At the core of the so-called vision transformers are self-attention layers, with each spatial location building a representation by attending to other locations, as per Venture Beat.

That way, the transformer builds a rich, high-level understanding of the overall scene by checking at other distant pieces of an image.

DINO works by matching the output of a model over different views of the same image. In doing this, it can effectively discover object parts and shared characteristics across images.

Furthermore, DINO can connect categories based on visual properties, like separating species with a structure that resembles the biological taxonomy.

Facebook claims that DINO is also among the best at identifying image copies, even though it was not designed for this. That means that in the future, all DINO-based models could be used to identify misinformation or copyright infringement.

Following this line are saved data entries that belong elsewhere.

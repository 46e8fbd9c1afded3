//! Resolution of list entries to catalog ids.
//!
//! Strategies are tried in a fixed order and the first success wins:
//!
//! 1. **Direct URL** -- the entry links a catalog page; its id is taken as is
//! 2. **Local index** -- fuzzy match against the offline ranking dataset
//! 3. **Remote search** -- fuzzy match against the remote search results
//!
//! Anything left over is unresolved and goes to manual review.

use std::cmp::Ordering;
use std::fmt;

use tabletop_bgg::GameDatabase;
use tabletop_catalog::{
    Confidence, ListEntry, MatchMethod, ResolutionRecord, ResolutionStatus, normalize_name,
    similarity,
};
use tabletop_rankings::RankingIndex;

/// Strategy order. Each variant has one resolving function.
const STRATEGIES: [MatchMethod; 3] = [
    MatchMethod::DirectUrl,
    MatchMethod::LocalIndexMatch,
    MatchMethod::RemoteSearchMatch,
];

/// Similarity cut-points separating High, Medium and Low confidence.
#[derive(Debug, Clone, Copy, PartialEq)]
pub struct MatchThresholds {
    pub high: f64,
    pub medium: f64,
    pub low: f64,
}

impl Default for MatchThresholds {
    fn default() -> Self {
        Self {
            high: 0.95,
            medium: 0.80,
            low: 0.55,
        }
    }
}

impl MatchThresholds {
    /// `0 <= low <= medium <= high <= 1`.
    pub fn is_valid(&self) -> bool {
        (0.0..=1.0).contains(&self.low)
            && (0.0..=1.0).contains(&self.high)
            && self.low <= self.medium
            && self.medium <= self.high
    }
}

/// Options for a [`Resolver`].
#[derive(Debug, Clone)]
pub struct ResolverOptions {
    pub thresholds: MatchThresholds,
    /// Runner-up candidates kept for review.
    pub max_alternatives: usize,
    /// Whether the remote search strategy may run.
    pub remote_search: bool,
}

impl Default for ResolverOptions {
    fn default() -> Self {
        Self {
            thresholds: MatchThresholds::default(),
            max_alternatives: 3,
            remote_search: true,
        }
    }
}

/// A scored catalog game considered for an entry.
#[derive(Debug, Clone, PartialEq)]
pub struct Candidate {
    pub id: u32,
    pub name: String,
    pub year: Option<i32>,
    pub score: f64,
    pub source: MatchMethod,
}

impl fmt::Display for Candidate {
    fn fmt(&self, f: &mut fmt::Formatter<'_>) -> fmt::Result {
        write!(f, "{} {}", self.id, self.name)?;
        if let Some(year) = self.year {
            write!(f, " [{year}]")?;
        }
        write!(f, " ({:.2})", self.score)
    }
}

/// Result of resolving one entry.
#[derive(Debug, Clone)]
pub struct ResolveOutcome {
    pub record: ResolutionRecord,
    /// Runner-up candidates, best first.
    pub alternatives: Vec<Candidate>,
    /// Why a strategy failed, when one did (e.g. a remote timeout).
    pub error: Option<String>,
}

/// What one strategy produced.
enum Attempt {
    Matched {
        best: Candidate,
        confidence: Confidence,
        alternatives: Vec<Candidate>,
    },
    Missed(Vec<Candidate>),
    Failed(String),
    Skipped,
}

/// Turns list entries into resolution records.
pub struct Resolver<'a> {
    index: Option<&'a RankingIndex>,
    remote: Option<&'a dyn GameDatabase>,
    options: ResolverOptions,
}

impl<'a> Resolver<'a> {
    pub fn new(
        index: Option<&'a RankingIndex>,
        remote: Option<&'a dyn GameDatabase>,
        options: ResolverOptions,
    ) -> Self {
        Self {
            index,
            remote,
            options,
        }
    }

    /// Resolve one entry. Always yields exactly one record; failures of
    /// individual strategies degrade the outcome instead of erroring.
    pub fn resolve(&self, entry: &ListEntry) -> ResolveOutcome {
        let mut outcome = ResolveOutcome {
            record: ResolutionRecord::unresolved(entry),
            alternatives: Vec::new(),
            error: None,
        };

        if entry.explicit_id.is_none() && normalize_name(&entry.raw_text).is_empty() {
            log::warn!("Nothing to match in line '{}'", entry.line);
            outcome.record.status = ResolutionStatus::NotFound;
            return outcome;
        }

        let mut missed: Vec<Candidate> = Vec::new();

        for method in STRATEGIES {
            let attempt = match method {
                MatchMethod::DirectUrl => self.direct_url(entry),
                MatchMethod::LocalIndexMatch => self.local_index(entry),
                MatchMethod::RemoteSearchMatch => self.remote_search(entry),
                MatchMethod::Unresolved => Attempt::Skipped,
            };

            match attempt {
                Attempt::Matched {
                    best,
                    confidence,
                    alternatives,
                } => {
                    log::debug!(
                        "'{}' -> {} \"{}\" ({confidence}, {method}, score {:.3})",
                        entry.raw_text,
                        best.id,
                        best.name,
                        best.score
                    );
                    let name = (!best.name.is_empty()).then_some(best.name);
                    outcome.record.resolve(best.id, name, confidence, method);
                    outcome.alternatives = alternatives;
                    return outcome;
                }
                Attempt::Missed(candidates) => missed.extend(candidates),
                Attempt::Failed(message) => {
                    log::warn!("{method} failed for '{}': {message}", entry.raw_text);
                    outcome.error = Some(message);
                }
                Attempt::Skipped => {}
            }
        }

        log::debug!("'{}' unresolved", entry.raw_text);
        missed.sort_by(|a, b| b.score.partial_cmp(&a.score).unwrap_or(Ordering::Equal));
        dedup_by_id(&mut missed);
        missed.truncate(self.options.max_alternatives);
        outcome.alternatives = missed;
        outcome
    }

    fn direct_url(&self, entry: &ListEntry) -> Attempt {
        let Some(id) = entry.explicit_id else {
            return Attempt::Skipped;
        };

        let (name, year) = match self.index.and_then(|index| index.get(id)) {
            Some(game) => (game.name.clone(), game.year),
            None => (entry.raw_text.clone(), None),
        };

        Attempt::Matched {
            best: Candidate {
                id,
                name,
                year,
                score: 1.0,
                source: MatchMethod::DirectUrl,
            },
            confidence: Confidence::High,
            alternatives: Vec::new(),
        }
    }

    fn local_index(&self, entry: &ListEntry) -> Attempt {
        let Some(index) = self.index else {
            return Attempt::Skipped;
        };

        let limit = self.options.max_alternatives + 1;
        let mut candidates: Vec<Candidate> = index
            .best_matches(&entry.raw_text, entry.year_hint, limit)
            .into_iter()
            .map(|m| Candidate {
                id: m.game.id,
                name: m.game.name.clone(),
                year: m.game.year,
                score: m.score,
                source: MatchMethod::LocalIndexMatch,
            })
            .collect();

        let thresholds = &self.options.thresholds;
        let confidence = match candidates.first() {
            Some(best) if best.score >= thresholds.high => Confidence::High,
            Some(best) if best.score >= thresholds.medium => Confidence::Medium,
            _ => return Attempt::Missed(candidates),
        };

        let best = candidates.remove(0);
        Attempt::Matched {
            best,
            confidence,
            alternatives: candidates,
        }
    }

    fn remote_search(&self, entry: &ListEntry) -> Attempt {
        let Some(remote) = self.remote.filter(|_| self.options.remote_search) else {
            return Attempt::Skipped;
        };

        let query = normalize_name(&entry.raw_text);
        let results = match remote.search(&query) {
            Ok(results) => results,
            Err(e) => return Attempt::Failed(e.to_string()),
        };

        let year_agrees = |c: &Candidate| entry.year_hint.is_some() && c.year == entry.year_hint;
        let mut candidates: Vec<Candidate> = results
            .into_iter()
            .map(|r| Candidate {
                score: similarity(&query, &normalize_name(&r.name)),
                id: r.id,
                name: r.name,
                year: r.year,
                source: MatchMethod::RemoteSearchMatch,
            })
            .filter(|c| c.score > 0.0)
            .collect();
        // Stable: equal scores keep the service's order unless a year hint agrees.
        candidates.sort_by(|a, b| {
            b.score
                .partial_cmp(&a.score)
                .unwrap_or(Ordering::Equal)
                .then_with(|| year_agrees(b).cmp(&year_agrees(a)))
        });
        dedup_by_id(&mut candidates);
        candidates.truncate(self.options.max_alternatives + 1);

        let thresholds = &self.options.thresholds;
        // Remote matches are capped at Medium.
        let confidence = match candidates.first() {
            Some(best) if best.score >= thresholds.medium => Confidence::Medium,
            Some(best) if best.score >= thresholds.low => Confidence::Low,
            _ => return Attempt::Missed(candidates),
        };

        let best = candidates.remove(0);
        Attempt::Matched {
            best,
            confidence,
            alternatives: candidates,
        }
    }
}

/// Keep the first (best) candidate per id.
fn dedup_by_id(candidates: &mut Vec<Candidate>) {
    let mut seen = std::collections::HashSet::new();
    candidates.retain(|c| seen.insert(c.id));
}

#[cfg(test)]
mod tests {
    use super::*;

    #[test]
    fn default_thresholds_are_ordered() {
        assert!(MatchThresholds::default().is_valid());
        let bad = MatchThresholds {
            high: 0.7,
            medium: 0.8,
            low: 0.5,
        };
        assert!(!bad.is_valid());
    }

    #[test]
    fn candidate_display() {
        let c = Candidate {
            id: 13,
            name: "CATAN".into(),
            year: Some(1995),
            score: 0.9123,
            source: MatchMethod::LocalIndexMatch,
        };
        assert_eq!(c.to_string(), "13 CATAN [1995] (0.91)");
    }
}
pub(crate) mod build;
pub(crate) mod config;
pub(crate) mod emit;
pub(crate) mod enrich;
pub(crate) mod resolve;
pub(crate) mod review;
pub(crate) mod stats;

use std::path::{Path, PathBuf};

use owo_colors::OwoColorize;
use owo_colors::Stream::Stdout;
use tabletop_bgg::BggClient;
use tabletop_pipeline::RunLog;
use tabletop_rankings::RankingIndex;

use crate::error::CliError;
use crate::settings::Settings;

/// A flag value if given, else the configured one.
pub(crate) fn pick(flag: Option<PathBuf>, configured: &Path) -> PathBuf {
    flag.unwrap_or_else(|| configured.to_path_buf())
}

/// Load the ranking index from the flag or the settings, if either names one.
pub(crate) fn load_index(
    flag: Option<PathBuf>,
    settings: &Settings,
) -> Result<Option<RankingIndex>, CliError> {
    let Some(path) = flag.or_else(|| settings.paths.rankings.clone()) else {
        log::debug!("No ranking dataset configured; local matching disabled");
        return Ok(None);
    };
    let index = RankingIndex::load(&path)?;
    log::info!(
        "Loaded {} ranked games from {}",
        index.len(),
        path.display().if_supports_color(Stdout, |t| t.cyan())
    );
    Ok(Some(index))
}

pub(crate) fn connect(settings: &Settings) -> Result<BggClient, CliError> {
    let client = BggClient::new(settings.client_config())?;
    log::debug!(
        "Remote database at {} (one call per {} ms)",
        client.config().base_url,
        client.config().min_interval.as_millis()
    );
    Ok(client)
}

pub(crate) fn write_report(log: &RunLog, path: Option<&Path>) -> Result<(), CliError> {
    let Some(path) = path else {
        return Ok(());
    };
    log.write_to_file(path)?;
    log::info!(
        "Report written to {}",
        path.display().if_supports_color(Stdout, |t| t.cyan())
    );
    Ok(())
}

/// Truncate a string to a maximum width in characters, appending "..." if needed.
pub(crate) fn truncate_str(s: &str, max: usize) -> String {
    if s.chars().count() <= max {
        s.to_string()
    } else if max > 3 {
        let head: String = s.chars().take(max - 3).collect();
        format!("{head}...")
    } else {
        s.chars().take(max).collect()
    }
}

The social media giant wrote in a blog post that by using self-supervised learning with transformers, DINO opens the door to building machines that understand images and video much more deeply. The need for human annotation is usually a bottleneck in the development of computer vision systems.

Facebook added that by making their approaches more annotation-efficient, they allowed models to be applied to a larger set of tasks and potentially scale the number of concepts that they can recognize.

Facebook PAWS

On Apr. 30, Facebook detailed a new machine learning approach called PAWS that ostensibly achieves better classification accuracy that previous state-of-the-art and semi-supervised approaches.

PAWS also needs an order of magnitude and less training, thus making it a fit for domains where there are not many labeled images, like medicine.

PAWS achieves its results by leveraging a portion of labeled data in conjunction with unlabeled data. Given an unlabeled training image, PAWS generates more views of the image using random data augmentations and transformations. It trains a model to make the representations of these views similar to one another.